## What the task requires
All of the records must be repeated exactly.

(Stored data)
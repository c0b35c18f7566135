//! Budget and cooldown configuration for a provider.

use chrono::Duration;

use crate::registry::{BudgetWindow, RateBudget};

/// Default cooldown after a rate-limit or quota failure, in seconds.
pub const DEFAULT_LOCKOUT_SECS: i64 = 2 * 60 * 60;

/// How the fetcher should meter and punish a provider.
///
/// Read once when the provider is inserted into the chain.
#[derive(Clone, Debug, PartialEq)]
pub struct ProviderPolicy {
    /// Window the call budget is counted in.
    pub window: BudgetWindow,

    /// Calls allowed per window. Ignored for `Unlimited`.
    pub limit: u32,

    /// Lockout applied on `RateLimited` / `QuotaExhausted`.
    pub cooldown: Duration,
}

impl ProviderPolicy {
    pub fn unlimited() -> Self {
        Self {
            window: BudgetWindow::Unlimited,
            limit: 0,
            cooldown: Duration::seconds(DEFAULT_LOCKOUT_SECS),
        }
    }

    pub fn daily(limit: u32) -> Self {
        Self {
            window: BudgetWindow::FixedDaily,
            limit,
            cooldown: Duration::seconds(DEFAULT_LOCKOUT_SECS),
        }
    }

    pub fn monthly(limit: u32) -> Self {
        Self {
            window: BudgetWindow::FixedMonthly,
            limit,
            cooldown: Duration::seconds(DEFAULT_LOCKOUT_SECS),
        }
    }

    pub fn per_minute(limit: u32) -> Self {
        Self {
            window: BudgetWindow::SlidingPerMinute,
            limit,
            cooldown: Duration::seconds(DEFAULT_LOCKOUT_SECS),
        }
    }

    pub fn with_cooldown(mut self, cooldown: Duration) -> Self {
        self.cooldown = cooldown;
        self
    }

    /// Fresh budget for this policy.
    pub fn budget(&self) -> RateBudget {
        RateBudget::new(self.window, self.limit)
    }
}

impl Default for ProviderPolicy {
    fn default() -> Self {
        Self::unlimited()
    }
}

## Exercise response
repository c0b35c18f7566135
//! Budget and cooldown configuration for a provider.

use chrono::Duration;

use crate::registry::{BudgetWindow, RateBudget};

/// Default cooldown after a rate-limit or quota failure, in seconds.
pub const DEFAULT_LOCKOUT_SECS: i64 = 2 * 60 * 60;

/// How the fetcher should meter and punish a provider.
///
/// Read once when the provider is inserted into the chain.
#[derive(Clone, Debug, PartialEq)]
pub struct ProviderPolicy {
    /// Window the call budget is counted in.
    pub window: BudgetWindow,

    /// Calls allowed per window. Ignored for `Unlimited`.
    pub limit: u32,

    /// Lockout applied on `RateLimited` / `QuotaExhausted`.
    pub cooldown: Duration,
}

impl ProviderPolicy {
    pub fn unlimited() -> Self {
        Self {
            window: BudgetWindow::Unlimited,
            limit: 0,
            cooldown: Duration::seconds(DEFAULT_LOCKOUT_SECS),
        }
    }

    pub fn daily(limit: u32) -> Self {
        Self {
            window: BudgetWindow::FixedDaily,
            limit,
            cooldown: Duration::seconds(DEFAULT_LOCKOUT_SECS),
        }
    }

    pub fn monthly(limit: u32) -> Self {
        Self {
            window: BudgetWindow::FixedMonthly,
            limit,
            cooldown: Duration::seconds(DEFAULT_LOCKOUT_SECS),
        }
    }

    pub fn per_minute(limit: u32) -> Self {
        Self {
            window: BudgetWindow::SlidingPerMinute,
            limit,
            cooldown: Duration::seconds(DEFAULT_LOCKOUT_SECS),
        }
    }

    pub fn with_cooldown(mut self, cooldown: Duration) -> Self {
        self.cooldown = cooldown;
        self
    }

    /// Fresh budget for this policy.
    pub fn budget(&self) -> RateBudget {
        RateBudget::new(self.window, self.limit)
    }
}

impl Default for ProviderPolicy {
    fn default() -> Self {
        Self::unlimited()
    }
}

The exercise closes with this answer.